Tue Aug 13 11:07:28 PDT 2024

================
@@ -287,6 +287,62 @@ The ``@llvm.nvvm.fence.proxy.tensormap_generic.*`` is a uni-directional fence us
 
 The address operand ``addr`` and the operand ``size`` together specify the memory range ``[addr, addr+size)`` on which the ordering guarantees on the memory accesses across the proxies is to be provided. The only supported value for the ``size`` operand is ``128`` and must be an immediate. Generic Addressing is used unconditionally, and the address specified by the operand addr must fall within the ``.global`` state space. Otherwise, the behavior is undefined.

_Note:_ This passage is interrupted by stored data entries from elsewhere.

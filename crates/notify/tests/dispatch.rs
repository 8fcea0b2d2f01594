// Copyright 2024 RustFS Team
//
// Licensed under the Apache License, Version 2.0 (the "License");
// you may not use this file except in compliance with the License.
// You may obtain a copy of the License at
//
//     http://www.apache.org/licenses/LICENSE-2.0
//
// Unless required by applicable law or agreed to in writing, software
// distributed under the License is distributed on an "AS IS" BASIS,
// WITHOUT WARRANTIES OR CONDITIONS OF ANY KIND, either express or implied.
// See the License for the specific language governing permissions and
// limitations under the License.

mod common;

use common::*;
use s3notify::{
    AllServices, DestinationKind, EventBridgeConfiguration, EventContext, EventName, FilterRule, InlineExecutor,
    MemoryTransport, NotificationConfiguration, NotificationDispatcher, NotifyConfig, OutboundMessage, PayloadOptions,
    TargetConfiguration, WorkerPool,
};
use chrono::{DateTime, TimeDelta, TimeZone, Utc};
use serde_json::Value;
use std::sync::Arc;
use std::time::Duration;

fn inline_dispatcher(transport: Arc<MemoryTransport>) -> NotificationDispatcher {
    NotificationDispatcher::with_defaults(
        Arc::new(InlineExecutor::new()),
        Arc::new(AllServices),
        transport,
        PayloadOptions::default(),
    )
}

fn queue_body(message: &OutboundMessage) -> Value {
    match message {
        OutboundMessage::Queue { message_body, .. } => serde_json::from_str(message_body).unwrap(),
        other => panic!("expected a queue message, got {other:?}"),
    }
}

#[test]
fn test_matching_entries_receive_event_records() {
    init_tracing();
    let transport = Arc::new(MemoryTransport::new());
    transport.add_destination(QUEUE_ARN).add_destination(OTHER_QUEUE_ARN);
    let dispatcher = inline_dispatcher(transport.clone());

    let configuration = NotificationConfiguration {
        queue_configurations: vec![
            TargetConfiguration::new(QUEUE_ARN, &["s3:ObjectCreated:*"]).with_id("created"),
            TargetConfiguration::new(OTHER_QUEUE_ARN, &["s3:ObjectRemoved:*"]).with_id("removed"),
        ],
        ..Default::default()
    };

    let ctx = put_event("photos/a b.jpg");
    assert_eq!(dispatcher.send_notifications(&ctx, &configuration), 1);

    assert!(transport.delivered_to(OTHER_QUEUE_ARN).is_empty());
    let received = transport.delivered_to(QUEUE_ARN);
    assert_eq!(received.len(), 1);

    let body = queue_body(&received[0]);
    let record = &body["Records"][0];
    assert_eq!(record["eventName"], "ObjectCreated:Put");
    assert_eq!(record["s3"]["configurationId"], "created");
    assert_eq!(record["s3"]["bucket"]["name"], BUCKET);
    assert_eq!(record["s3"]["object"]["key"], "photos/a%20b.jpg");
    assert_eq!(record["s3"]["object"]["eTag"], "d41d8cd98f00b204e9800998ecf8427e");
    assert_eq!(record["s3"]["object"]["size"], 42);
}

#[test]
fn test_filter_rules_limit_deliveries() {
    let transport = Arc::new(MemoryTransport::new());
    transport.add_destination(QUEUE_ARN);
    let dispatcher = inline_dispatcher(transport.clone());

    let configuration = NotificationConfiguration {
        queue_configurations: vec![TargetConfiguration::new(QUEUE_ARN, &["s3:ObjectCreated:Put"]).with_filter_rules(
            vec![FilterRule::new("Prefix", "images/"), FilterRule::new("Suffix", ".png")],
        )],
        ..Default::default()
    };

    assert_eq!(dispatcher.send_notifications(&put_event("docs/cat.png"), &configuration), 0);
    assert_eq!(dispatcher.send_notifications(&put_event("images/cat.jpg"), &configuration), 0);
    assert_eq!(dispatcher.send_notifications(&put_event("images/cat.png"), &configuration), 1);
    assert_eq!(transport.delivered_to(QUEUE_ARN).len(), 1);
}

#[test]
fn test_every_kind_gets_its_own_message() {
    let transport = Arc::new(MemoryTransport::new());
    transport
        .add_destination(QUEUE_ARN)
        .add_destination(TOPIC_ARN)
        .add_destination(FUNCTION_ARN);
    let dispatcher = inline_dispatcher(transport.clone());

    let configuration = NotificationConfiguration {
        queue_configurations: vec![TargetConfiguration::new(QUEUE_ARN, &["s3:ObjectCreated:*"])],
        topic_configurations: vec![TargetConfiguration::new(TOPIC_ARN, &["s3:ObjectCreated:Put"])],
        lambda_function_configurations: vec![TargetConfiguration::new(FUNCTION_ARN, &["s3:ObjectCreated:*"])],
        event_bridge_configuration: Some(EventBridgeConfiguration::default()),
    };

    let mut ctx = put_event("key.txt");
    ctx.trace_id = Some("Root=1-abc".to_string());
    assert_eq!(dispatcher.send_notifications(&ctx, &configuration), 4);

    let delivered = transport.delivered();
    assert_eq!(delivered.len(), 4);
    let kinds: Vec<DestinationKind> = delivered.iter().map(|r| r.message.kind()).collect();
    assert_eq!(
        kinds,
        vec![
            DestinationKind::Queue,
            DestinationKind::Topic,
            DestinationKind::Function,
            DestinationKind::EventBus
        ]
    );

    for request in &delivered[..3] {
        let metadata = request.metadata.as_ref().expect("queue, topic and function carry metadata");
        assert_eq!(metadata.source_arn, format!("arn:aws:s3:::{BUCKET}"));
        assert_eq!(metadata.service_principal, "s3.amazonaws.com");
    }
    assert!(delivered[3].metadata.is_none());

    match &delivered[0].message {
        OutboundMessage::Queue {
            message_system_attributes,
            ..
        } => assert_eq!(message_system_attributes.get("AWSTraceHeader").map(String::as_str), Some("Root=1-abc")),
        other => panic!("unexpected message {other:?}"),
    }
    match &delivered[1].message {
        OutboundMessage::Topic { subject, message, .. } => {
            assert_eq!(subject, "Amazon S3 Notification");
            let body: Value = serde_json::from_str(message).unwrap();
            assert_eq!(body["Records"][0]["eventSource"], "aws:s3");
        }
        other => panic!("unexpected message {other:?}"),
    }
    match &delivered[2].message {
        OutboundMessage::Function {
            invocation_type, payload, ..
        } => {
            assert_eq!(*invocation_type, s3notify::InvocationType::Event);
            assert!(payload.as_deref().is_some_and(|p| p.contains("\"Records\"")));
        }
        other => panic!("unexpected message {other:?}"),
    }
    match &delivered[3].message {
        OutboundMessage::EventBus {
            account_id,
            region,
            entries,
        } => {
            assert_eq!(account_id, ACCOUNT_ID);
            assert_eq!(region, REGION);
            assert_eq!(entries.len(), 1);
            assert_eq!(entries[0].source, "aws.s3");
            assert_eq!(entries[0].detail_type, "Object Created");
            let detail: Value = serde_json::from_str(&entries[0].detail).unwrap();
            assert_eq!(detail["bucket"]["name"], BUCKET);
            assert_eq!(detail["object"]["key"], "key.txt");
        }
        other => panic!("unexpected message {other:?}"),
    }
}

#[test]
fn test_event_bus_receives_every_event() {
    let transport = Arc::new(MemoryTransport::new());
    let dispatcher = inline_dispatcher(transport.clone());
    let configuration = NotificationConfiguration {
        event_bridge_configuration: Some(EventBridgeConfiguration::default()),
        ..Default::default()
    };

    let ctx = put_event("a");
    dispatcher.send_notifications(&ctx, &configuration);
    dispatcher.send_notifications(&ctx.clone().with_event_type(EventName::ObjectTaggingPut), &configuration);
    dispatcher.send_notifications(&ctx.with_event_type(EventName::ObjectRemovedDelete), &configuration);

    let entries: Vec<String> = transport
        .delivered_to(EVENT_BUS)
        .into_iter()
        .map(|message| match message {
            OutboundMessage::EventBus { entries, .. } => entries[0].detail_type.clone(),
            other => panic!("unexpected message {other:?}"),
        })
        .collect();
    assert_eq!(entries, vec!["Object Created", "Object Tags Added", "Object Deleted"]);
}

#[test]
fn test_failed_delivery_does_not_stop_the_others() {
    init_tracing();
    let transport = Arc::new(MemoryTransport::new());
    transport
        .add_destination(QUEUE_ARN)
        .deny(QUEUE_ARN)
        .add_destination(OTHER_QUEUE_ARN);
    let dispatcher = inline_dispatcher(transport.clone());

    let configuration = NotificationConfiguration {
        queue_configurations: vec![
            TargetConfiguration::new(QUEUE_ARN, &["s3:ObjectCreated:*"]),
            TargetConfiguration::new(OTHER_QUEUE_ARN, &["s3:ObjectCreated:*"]),
        ],
        ..Default::default()
    };

    assert_eq!(dispatcher.send_notifications(&put_event("key"), &configuration), 2);
    assert!(transport.delivered_to(QUEUE_ARN).is_empty());
    assert_eq!(transport.delivered_to(OTHER_QUEUE_ARN).len(), 1);
}

#[test]
fn test_disabled_services_are_skipped() {
    let transport = Arc::new(MemoryTransport::new());
    transport.add_destination(QUEUE_ARN).add_destination(TOPIC_ARN);
    let config = NotifyConfig {
        enabled_services: Some(vec!["sns".to_string()]),
        ..Default::default()
    };
    let dispatcher = NotificationDispatcher::with_defaults(
        Arc::new(InlineExecutor::new()),
        Arc::new(config.clone()),
        transport.clone(),
        PayloadOptions::from(&config),
    );

    let configuration = NotificationConfiguration {
        queue_configurations: vec![TargetConfiguration::new(QUEUE_ARN, &["s3:ObjectCreated:*"])],
        topic_configurations: vec![TargetConfiguration::new(TOPIC_ARN, &["s3:ObjectCreated:*"])],
        event_bridge_configuration: Some(EventBridgeConfiguration::default()),
        ..Default::default()
    };

    assert_eq!(dispatcher.send_notifications(&put_event("key"), &configuration), 1);
    assert!(transport.delivered_to(QUEUE_ARN).is_empty());
    assert!(transport.delivered_to(EVENT_BUS).is_empty());
    assert_eq!(transport.delivered_to(TOPIC_ARN).len(), 1);
}

#[test]
fn test_unmapped_operation_raises_no_event() {
    assert!(EventContext::from_request(request("GetObject"), bucket(), object("key")).is_none());
}

#[tokio::test(flavor = "multi_thread", worker_threads = 2)]
async fn test_worker_pool_delivers_in_background() {
    init_tracing();
    let transport = Arc::new(MemoryTransport::new());
    transport.add_destination(QUEUE_ARN).add_destination(TOPIC_ARN);
    let config = NotifyConfig {
        worker_count: 2,
        ..Default::default()
    };
    let dispatcher = NotificationDispatcher::from_config(&config, transport.clone()).unwrap();

    let configuration = NotificationConfiguration {
        queue_configurations: vec![TargetConfiguration::new(QUEUE_ARN, &["s3:ObjectCreated:*"])],
        topic_configurations: vec![TargetConfiguration::new(TOPIC_ARN, &["s3:ObjectCreated:*"])],
        ..Default::default()
    };

    for i in 0..5 {
        assert_eq!(dispatcher.send_notifications(&put_event(&format!("key-{i}")), &configuration), 2);
    }

    assert!(wait_for_deliveries(&transport, QUEUE_ARN, 5).await);
    assert!(wait_for_deliveries(&transport, TOPIC_ARN, 5).await);
    dispatcher.shutdown();
}

#[tokio::test(flavor = "multi_thread", worker_threads = 2)]
async fn test_slow_destination_does_not_block_the_others() {
    let transport = Arc::new(GatedTransport::new(QUEUE_ARN));
    transport
        .inner
        .add_destination(QUEUE_ARN)
        .add_destination(OTHER_QUEUE_ARN);
    let dispatcher = NotificationDispatcher::with_defaults(
        Arc::new(WorkerPool::new(2).unwrap()),
        Arc::new(AllServices),
        transport.clone(),
        PayloadOptions::default(),
    );

    let configuration = NotificationConfiguration {
        queue_configurations: vec![
            TargetConfiguration::new(QUEUE_ARN, &["s3:ObjectCreated:*"]),
            TargetConfiguration::new(OTHER_QUEUE_ARN, &["s3:ObjectCreated:*"]),
        ],
        ..Default::default()
    };

    // Returns while the first delivery is still held back
    assert_eq!(dispatcher.send_notifications(&put_event("key"), &configuration), 2);
    assert!(wait_for_deliveries(&transport.inner, OTHER_QUEUE_ARN, 1).await);
    assert!(transport.inner.delivered_to(QUEUE_ARN).is_empty());

    transport.gate.add_permits(1);
    assert!(wait_for_deliveries(&transport.inner, QUEUE_ARN, 1).await);
    dispatcher.shutdown();
}

#[tokio::test]
async fn test_shutdown_drops_new_notifications() {
    let transport = Arc::new(MemoryTransport::new());
    transport.add_destination(QUEUE_ARN);
    let dispatcher = NotificationDispatcher::with_defaults(
        Arc::new(WorkerPool::new(1).unwrap()),
        Arc::new(AllServices),
        transport.clone(),
        PayloadOptions::default(),
    );
    let configuration = NotificationConfiguration {
        queue_configurations: vec![TargetConfiguration::new(QUEUE_ARN, &["s3:ObjectCreated:*"])],
        ..Default::default()
    };

    dispatcher.shutdown();
    assert_eq!(dispatcher.send_notifications(&put_event("key"), &configuration), 0);
}

#[tokio::test(flavor = "multi_thread", worker_threads = 2)]
async fn test_restore_completion_is_stamped_after_the_event() {
    let transport = Arc::new(MemoryTransport::new());
    transport.add_destination(QUEUE_ARN);
    let config = NotifyConfig {
        worker_count: 0,
        record_restore_offset: Duration::ZERO,
        eventbridge_restore_offset: Duration::ZERO,
        ..Default::default()
    };
    let dispatcher = NotificationDispatcher::from_config(&config, transport.clone()).unwrap();

    let configuration = NotificationConfiguration {
        queue_configurations: vec![TargetConfiguration::new(QUEUE_ARN, &["s3:ObjectRestore:*"])],
        event_bridge_configuration: Some(EventBridgeConfiguration::default()),
        ..Default::default()
    };
    let event_time = Utc.with_ymd_and_hms(2024, 1, 2, 3, 4, 5).unwrap();
    let ctx = put_event("archive.tar")
        .with_event_type(EventName::ObjectRestoreCompleted)
        .with_event_time(event_time);

    assert_eq!(dispatcher.send_notifications(&ctx, &configuration), 2);
    assert!(wait_for_deliveries(&transport, QUEUE_ARN, 1).await);
    assert!(wait_for_deliveries(&transport, EVENT_BUS, 1).await);

    let body = queue_body(&transport.delivered_to(QUEUE_ARN)[0]);
    let record_time = DateTime::parse_from_rfc3339(body["Records"][0]["eventTime"].as_str().unwrap())
        .unwrap()
        .with_timezone(&Utc);
    assert!(record_time > event_time);
    assert_eq!(record_time, event_time + TimeDelta::milliseconds(1));

    match &transport.delivered_to(EVENT_BUS)[0] {
        OutboundMessage::EventBus { entries, .. } => {
            assert!(entries[0].time > event_time);
            assert_eq!(entries[0].time, event_time + TimeDelta::seconds(1));
        }
        other => panic!("unexpected message {other:?}"),
    }
    dispatcher.shutdown();
}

For more information, see `PTX ISA <https://docs.nvidia.com/cuda/parallel-thread-execution/#parallel-synchronization-and-communication-instructions-membar>`_.
 
+Arithmetic Intrinsics
+---------------------
+
+'``llvm.nvvm.idp2a``' Intrinsic
+^^^^^^^^^^^^^^^^^^^^^^^^^^^^^^^
+
+Syntax:
+"""""""
+
+.. code-block:: llvm
+
+    declare i32 @llvm.nvvm.idp2a(i32 %a, i1 immarg %a.unsigned, i32 %b, i1 immarg %b.unsigned, i1 immarg %is.hi, i32 %c)
+
+Overview:
+"""""""""
+
+The '``llvm.nvvm.idp2a``' intrinsic performs a 2-element vector dot product
+followed by addition. It corresponds directly to the ``dp2a`` PTX instruction.
+
+Semantics:
+""""""""""
+
+The 32-bit value in ``%a`` is broken into 2 16-bit values which are either sign
+or zero extended, depending on the value of ``%a.unsigned``, to 32 bits. Two
+bytes are selected from ``%b``, if ``%is.hi`` is true, the most significant
+bytes are selected, otherwise the least significant bytes are selected. These
+bytes are each sign or zero extended, depending on ``%b.unsigned``. The dot
+product of these 2-element vectors is added to ``%c`` to produce the return.
----------------
Artem-B wrote:

> However, when there are multiple operands with different signedness, does it scale to encode all combinations in the intrinsic name? 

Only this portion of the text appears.